Connect to the Lite3 starting with WIFI broadcasted by the robot. We strongly recommand testing the communication the Lite3 using Lite3_Motion_SDK before use. (Note: Wireless connection may lead to packet loss, disconnection, or even loss of control, please ensure safety)
Determine the IP address and port number of Lite3, and modify line 46-48 in rl_sar/src/rl_real_lite3.cpp.
Then Update jy_exe/conf/network.toml on the Lite3 motion host to set the IP and port to that of the local machine running ROS2, enabling communication.

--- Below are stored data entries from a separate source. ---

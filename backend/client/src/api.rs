use std::sync::Arc;

use catalog::{
    Admission, College, DetailedPaper, NewAdmission, NewPaper, NewReview, PaperFilter,
    PopulatedAdmission, PopulatedPaper, PopulatedReview, ResearchPaper, Review, User, UserUpdate,
};
use reqwest::{Client, RequestBuilder, Response, StatusCode, Url};
use serde::{Deserialize, de::DeserializeOwned};
use tokio::time::sleep;
use tracing::{debug, warn};

use crate::{
    config::ClientConfig,
    error::ClientError,
    token::{MemoryTokenStore, TokenStore},
};

#[derive(Debug, Clone, PartialEq, Eq, Deserialize)]
pub struct Health {
    pub status: String,
}

impl Health {
    pub fn is_connected(&self) -> bool {
        self.status == "connected"
    }
}

#[derive(Deserialize)]
struct ErrorBody {
    message: String,
}

/// Typed client for the booking API.
///
/// Every request carries the stored bearer token when there is one. Network
/// failures and 5xx responses are retried with backoff, anything else is
/// returned straight away.
pub struct ApiClient {
    http: Client,
    base: Url,
    config: ClientConfig,
    tokens: Arc<dyn TokenStore>,
}

impl ApiClient {
    pub fn new(config: ClientConfig) -> Result<Self, ClientError> {
        Self::with_tokens(config, Arc::new(MemoryTokenStore::default()))
    }

    pub fn with_tokens(
        config: ClientConfig,
        tokens: Arc<dyn TokenStore>,
    ) -> Result<Self, ClientError> {
        let base = Url::parse(&config.base_url)
            .map_err(|e| ClientError::InvalidUrl(format!("{}: {e}", config.base_url)))?;
        if base.cannot_be_a_base() {
            return Err(ClientError::InvalidUrl(config.base_url.clone()));
        }

        let http = Client::builder().timeout(config.timeout).build()?;

        Ok(Self {
            http,
            base,
            config,
            tokens,
        })
    }

    pub fn config(&self) -> &ClientConfig {
        &self.config
    }

    pub fn tokens(&self) -> Arc<dyn TokenStore> {
        self.tokens.clone()
    }

    pub async fn health(&self) -> Result<Health, ClientError> {
        self.execute(|http| http.get(self.url(&["health"]))).await
    }

    pub async fn colleges(&self) -> Result<Vec<College>, ClientError> {
        self.execute(|http| http.get(self.url(&["api", "colleges"])))
            .await
    }

    pub async fn college(&self, id: &str) -> Result<College, ClientError> {
        self.execute(|http| http.get(self.url(&["api", "colleges", id])))
            .await
    }

    pub async fn submit_admission(&self, admission: &NewAdmission) -> Result<Admission, ClientError> {
        self.execute(|http| http.post(self.url(&["api", "admissions"])).json(admission))
            .await
    }

    pub async fn admissions(&self, email: &str) -> Result<Vec<PopulatedAdmission>, ClientError> {
        self.execute(|http| http.get(self.url(&["api", "admissions", email])))
            .await
    }

    pub async fn submit_review(&self, review: &NewReview) -> Result<Review, ClientError> {
        self.execute(|http| http.post(self.url(&["api", "reviews"])).json(review))
            .await
    }

    pub async fn reviews(&self) -> Result<Vec<PopulatedReview>, ClientError> {
        self.execute(|http| http.get(self.url(&["api", "reviews"])))
            .await
    }

    pub async fn papers(&self, filter: &PaperFilter) -> Result<Vec<PopulatedPaper>, ClientError> {
        self.execute(|http| http.get(self.url(&["api", "papers"])).query(filter))
            .await
    }

    pub async fn papers_by_college(&self, college_id: &str) -> Result<Vec<ResearchPaper>, ClientError> {
        self.execute(|http| http.get(self.url(&["api", "papers", "college", college_id])))
            .await
    }

    pub async fn paper(&self, id: &str) -> Result<DetailedPaper, ClientError> {
        self.execute(|http| http.get(self.url(&["api", "papers", id])))
            .await
    }

    pub async fn create_paper(&self, paper: &NewPaper) -> Result<ResearchPaper, ClientError> {
        self.execute(|http| http.post(self.url(&["api", "papers"])).json(paper))
            .await
    }

    /// `None` when the email has no profile yet.
    pub async fn user(&self, email: &str) -> Result<Option<User>, ClientError> {
        match self
            .execute(|http| http.get(self.url(&["api", "users", email])))
            .await
        {
            Ok(user) => Ok(Some(user)),
            Err(ClientError::NotFound(_)) => Ok(None),
            Err(e) => Err(e),
        }
    }

    pub async fn update_user(&self, email: &str, update: &UserUpdate) -> Result<User, ClientError> {
        self.execute(|http| http.patch(self.url(&["api", "users", email])).json(update))
            .await
    }

    /// Appends percent-encoded segments, so an email like `ann#1@x.com`
    /// stays one path segment.
    fn url(&self, segments: &[&str]) -> Url {
        let mut url = self.base.clone();
        if let Ok(mut path) = url.path_segments_mut() {
            path.pop_if_empty().extend(segments);
        }

        url
    }

    async fn execute<T: DeserializeOwned>(
        &self,
        build: impl Fn(&Client) -> RequestBuilder,
    ) -> Result<T, ClientError> {
        let response = self.send(build).await?;
        let body = response.bytes().await?;

        Ok(serde_json::from_slice(&body)?)
    }

    /// Builds and sends the request until it succeeds, fails for good, or runs
    /// out of retries. The builder is called once per attempt.
    async fn send(&self, build: impl Fn(&Client) -> RequestBuilder) -> Result<Response, ClientError> {
        let policy = self.config.retry;
        let mut attempt = 0;

        loop {
            let mut request = build(&self.http);
            if let Some(token) = self.tokens.load() {
                request = request.bearer_auth(token);
            }

            let cause = match request.send().await {
                Ok(response) if response.status().is_success() => return Ok(response),
                Ok(response)
                    if response.status().is_server_error() && attempt < policy.max_retries =>
                {
                    format!("status {}", response.status())
                }
                Ok(response) => return Err(failure(response).await),
                Err(e) if !e.is_builder() && attempt < policy.max_retries => e.to_string(),
                Err(e) => return Err(e.into()),
            };

            attempt += 1;
            let delay = policy.delay_for_attempt(attempt);
            warn!(
                "Request failed ({cause}), retry {attempt}/{} in {delay:?}",
                policy.max_retries
            );

            sleep(delay).await;
        }
    }
}

async fn failure(response: Response) -> ClientError {
    let status = response.status();
    let url = response.url().clone();
    let body = response.text().await.unwrap_or_default();

    let message = serde_json::from_str::<ErrorBody>(&body)
        .map(|body| body.message)
        .unwrap_or_else(|_| {
            status
                .canonical_reason()
                .unwrap_or("Request failed")
                .to_string()
        });

    if status == StatusCode::UNAUTHORIZED {
        // Sign-in redirect hooks in here.
        warn!("Unauthorized request to {url}, sign in again");
    } else {
        debug!("{status} from {url}: {message}");
    }

    ClientError::from_status(status, message)
}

[!CAUTION] Recheck joint mapping parameters!
Recheck rl_sar/policy/himloco/config.yaml. The default joint mapping in Sim2Sim configuration differs from that used in real. If not updated accordingly, this mismatch may lead to incorrect robot behavior and potential safety hazards

Lite3 also support control using Deeprobotics Retroid gamepad, refer to Deeprobotics Gamepad

Open a new terminal and start the control program

# ROS1
source devel/setup.bash
rosrun rl_sar rl_real_lite3

# ROS2
source install/setup.bash
ros2 run rl_sar rl_real_lite3

# CMake
./cmake_build/bin/rl_real_lite3

Train the actuator network

Take A1 as an example below

Uncomment #define CSV_LOGGER in the top of rl_real_a1.hpp. You can also modify the corresponding part in the simulation program to collect simulation data for testing the training process.
Run the control program, and the program will log all data in src/rl_sar/policy/<ROBOT>/motor.csv.
Stop the control program and start training the actuator network. Note that rl_sar/src/rl_sar/policy/ is omitted before the following paths.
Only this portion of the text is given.